FACTORS CONTROLLING SPONTANEOUS HUMAN CHORIONIC-GONADOTROPIN IN SUPERFUSED 1ST TRIMESTER PLACENTAL EXPLANTS

We have recently reported that secretion of human chorionic gonadotrophin (HCG) by placental explants in superfusion is pulsatile. In this study, the factors involved in regulation of spontaneous pulsatility were examined. In superfusion, observed secretion of HCG by isolated cells was continuous, without spontaneous episodic hormonal secretion. However, this was not due to diminished viability of the cells since these cells continued to secrete sex steroids.

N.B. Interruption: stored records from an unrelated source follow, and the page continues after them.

//! Command dispatch

use std::collections::HashSet;
use std::fs;
use std::io;
use std::path::Path;

use clap::CommandFactory;
use clap_complete::generate;
use tracing::{debug, instrument};

use crate::application::services::{timestamp_now, FetchRequest, WriteMode};
use crate::application::{ApplicationError, IoResultExt};
use crate::cli::args::{Cli, Commands, ConfigCommands, FetchArgs, PartitionArgs, StoreArgs};
use crate::cli::error::{CliError, CliResult};
use crate::cli::output;
use crate::config::{global_config_path, Settings};
use crate::domain::{reachable_clades, TaxonId};
use crate::infrastructure::di::ServiceContainer;
use crate::util::path::expand_path;

/// Number of records listed by `plan --sizes`.
const SIZE_REPORT_LIMIT: usize = 10;

pub fn execute_command(cli: &Cli) -> CliResult<()> {
    let Some(command) = &cli.command else {
        Cli::command()
            .print_help()
            .map_err(|e| crate::infrastructure::InfraError::io("print help", e))?;
        return Ok(());
    };
    match command {
        Commands::Completion { shell } => {
            let mut cmd = Cli::command();
            let name = cmd.get_name().to_string();
            generate(*shell, &mut cmd, name, &mut io::stdout());
            Ok(())
        }
        Commands::Config { command } => config_command(cli, command),
        _ => {
            let container = ServiceContainer::new(load_settings(cli)?)?;
            run(&container, command)
        }
    }
}

/// Run a pipeline command against an already wired container.
pub fn run(container: &ServiceContainer, command: &Commands) -> CliResult<()> {
    match command {
        Commands::Plan {
            fetch,
            partition,
            tree,
            sizes,
            dump,
        } => plan(container, fetch, partition, *tree, *sizes, dump.as_deref()),
        Commands::Sync {
            fetch,
            partition,
            store,
            replace,
        } => sync(container, fetch, partition, store, *replace),
        Commands::Enrich {
            root,
            partition,
            store,
            force,
            prune,
        } => enrich(container, *root, partition, store, *force, *prune),
        Commands::Config { .. } | Commands::Completion { .. } => Err(CliError::InvalidArgs(
            "not a pipeline command".to_string(),
        )),
    }
}

fn load_settings(cli: &Cli) -> CliResult<Settings> {
    let config_file = cli.config.as_deref().map(expand_path);
    Ok(Settings::load(config_file.as_deref())?)
}

fn fetch_request(args: &FetchArgs) -> FetchRequest {
    FetchRequest {
        root: args.root,
        height_limit: args.height_limit,
        max_depth: args.max_depth,
    }
}

#[instrument(skip(container))]
fn plan(
    container: &ServiceContainer,
    fetch: &FetchArgs,
    partition: &PartitionArgs,
    tree: Option<usize>,
    sizes: bool,
    dump: Option<&Path>,
) -> CliResult<()> {
    let thresholds = partition.apply(container.settings.partition);
    let service = container.sync_service(thresholds, container.enrichment_if(!fetch.no_enrich, false))?;
    let plan = service.plan(&fetch_request(fetch))?;
    output::plan_summary(&plan, thresholds);

    if sizes {
        let store = &container.settings.store;
        let sizes = plan.record_sizes(&store.collection, &store.source_tag, &timestamp_now());
        output::record_sizes(&sizes, SIZE_REPORT_LIMIT, store.max_record_bytes);
    }
    if let Some(depth) = tree {
        output::info(&output::clade_tree(&plan, depth));
    }
    if let Some(path) = dump {
        let path = expand_path(path);
        fs::write(&path, plan.to_json()?).with_path_context("write plan", &path)?;
        output::action("Wrote", &path.display());
    }
    Ok(())
}

#[instrument(skip(container))]
fn sync(
    container: &ServiceContainer,
    fetch: &FetchArgs,
    partition: &PartitionArgs,
    store_args: &StoreArgs,
    replace: bool,
) -> CliResult<()> {
    let thresholds = partition.apply(container.settings.partition);
    // credentials are checked before any fetching
    let store = container.store(&store_args.account)?;

    let service = container.sync_service(thresholds, container.enrichment_if(!fetch.no_enrich, false))?;
    let plan = service.plan(&fetch_request(fetch))?;
    output::plan_summary(&plan, thresholds);

    let mode = if replace {
        WriteMode::Replace
    } else {
        WriteMode::SkipExisting
    };
    let writer = container.writer(store, mode, store_args.no_batch);
    let report = writer.write(&plan.clades, &timestamp_now())?;
    output::write_report(&report);

    if report.is_complete() {
        Ok(())
    } else {
        Err(CliError::Incomplete {
            failed: report.failed.len(),
            total: plan.clades.len(),
        })
    }
}

#[instrument(skip(container))]
fn enrich(
    container: &ServiceContainer,
    root: TaxonId,
    partition: &PartitionArgs,
    store_args: &StoreArgs,
    force: bool,
    prune: bool,
) -> CliResult<()> {
    let thresholds = partition.apply(container.settings.partition);
    let store = container.store(&store_args.account)?;
    let writer = container.writer(store, WriteMode::Replace, store_args.no_batch);

    let stored = writer.fetch_clades()?;
    debug!("{} clades stored", stored.len());
    let service = container.sync_service(thresholds, Some(container.enrichment_service(force)))?;
    let plan = service.replan(&stored, root)?;
    output::plan_summary(&plan, thresholds);

    // clades of the old partition that the new one no longer produces
    let reachable = reachable_clades(&stored, root).map_err(ApplicationError::from)?;
    let planned: HashSet<TaxonId> = plan.clades.iter().map(|c| c.root_id).collect();
    let repartitioned = planned.len() != reachable.len() || reachable.iter().any(|id| !planned.contains(id));
    let stale: Vec<String> = reachable
        .into_iter()
        .filter(|id| !planned.contains(id))
        .map(|id| id.to_string())
        .collect();

    let changed = plan.enrichment.as_ref().map_or(0, |report| report.changed);
    if changed == 0 && !repartitioned {
        output::success("No common names changed, nothing to write");
        return Ok(());
    }

    let mut report = writer.write(&plan.clades, &timestamp_now())?;
    if !stale.is_empty() {
        if !prune {
            output::warning(&format!(
                "{} stored clades are no longer part of the partition; they were left in place (use --prune)",
                stale.len()
            ));
        } else if report.is_complete() {
            let pruned = writer.prune(&stale);
            report.deleted = pruned.deleted;
            report.failed.extend(pruned.failed);
        } else {
            output::warning("write incomplete, stale clades were not pruned");
        }
    }
    output::write_report(&report);

    if report.is_complete() {
        Ok(())
    } else {
        Err(CliError::Incomplete {
            failed: report.failed.len(),
            total: plan.clades.len() + stale.len(),
        })
    }
}

fn config_command(cli: &Cli, command: &ConfigCommands) -> CliResult<()> {
    match command {
        ConfigCommands::Show => {
            let settings = load_settings(cli)?;
            output::info(&settings.to_toml()?);
        }
        ConfigCommands::Template => output::info(&Settings::template()),
        ConfigCommands::Path => {
            match global_config_path() {
                Some(path) if path.exists() => output::action("Global", &path.display()),
                Some(path) => output::action("Global", &format!("{} (not found)", path.display())),
                None => output::warning("no config directory on this platform"),
            }
            if let Some(path) = &cli.config {
                output::action("Explicit", &expand_path(path).display());
            }
        }
    }
    Ok(())
}
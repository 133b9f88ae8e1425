//! Infrastructure-level errors (wraps application errors)

use std::time::Duration;

use thiserror::Error;

use crate::application::ApplicationError;

/// Infrastructure errors wrap application errors and add I/O-level concerns.
#[derive(Error, Debug)]
pub enum InfraError {
    #[error("{0}")]
    Application(#[from] ApplicationError),

    #[error("I/O error: {context}")]
    Io {
        context: String,
        #[source]
        source: std::io::Error,
    },

    #[error("http client setup failed: {message}")]
    Http { message: String },

    #[error("authentication failed: {message}")]
    Auth { message: String },
}

impl InfraError {
    /// Create an I/O error with context.
    pub fn io(context: impl Into<String>, source: std::io::Error) -> Self {
        Self::Io {
            context: context.into(),
            source,
        }
    }
}

/// Result type for infrastructure layer operations.
pub type InfraResult<T> = Result<T, InfraError>;

/// Failure of a single call to a remote collaborator.
#[derive(Error, Debug, Clone, PartialEq, Eq)]
pub enum RemoteError {
    /// Rate limited; `retry_after` is the server's hint when it sent one
    #[error("rate limited")]
    Throttled { retry_after: Option<Duration> },

    /// Server error, timeout or connection failure
    #[error("transient failure: {0}")]
    Transient(String),

    /// Request refused; retrying the same request will not help
    #[error("rejected ({status}): {message}")]
    Rejected { status: u16, message: String },

    /// Response arrived but could not be understood
    #[error("unexpected response: {0}")]
    Decode(String),
}

impl RemoteError {
    /// Throttling and transient failures are worth retrying.
    pub fn is_retryable(&self) -> bool {
        matches!(self, Self::Throttled { .. } | Self::Transient(_))
    }

    pub fn retry_after(&self) -> Option<Duration> {
        match self {
            Self::Throttled { retry_after } => *retry_after,
            _ => None,
        }
    }
}

/// Result type for calls to remote collaborators.
pub type RemoteResult<T> = Result<T, RemoteError>;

In addition, the stimulatory response of HCG to a highly effective dose of 10(-9) M gonadotrophin releasing hormone (GnRH) analogue was also maintained. Preincubation of explants with low concentrations of cycloheximide (10(-6) M) markedly reduced baseline HCG levels as well as pulse amplitude, suggesting that episodic hormone secretion is in part dependent on protein synthesis. Moreover, preincubation of explants with labelled leucine has shown that the secretion of placental proteins is also episodic in superfusion. The pattern was similar but not identical to that of HCG. Addition of 1 min pulses of CaCl2 caused a significant release of HCG by superfused explants, suggesting that HCG secretion occurs through the release of storage granules. It was concluded that for the expression of spontaneous pulsatile secretion of HCG cell to cell contact/communication is necessary. HCG secretion is likely to reflect exocytosis of storage granules. HCG pulsatility is partly dependent on protein synthesis and this intermittent type of secretion can be documented by overall protein secretion by the superfused explant.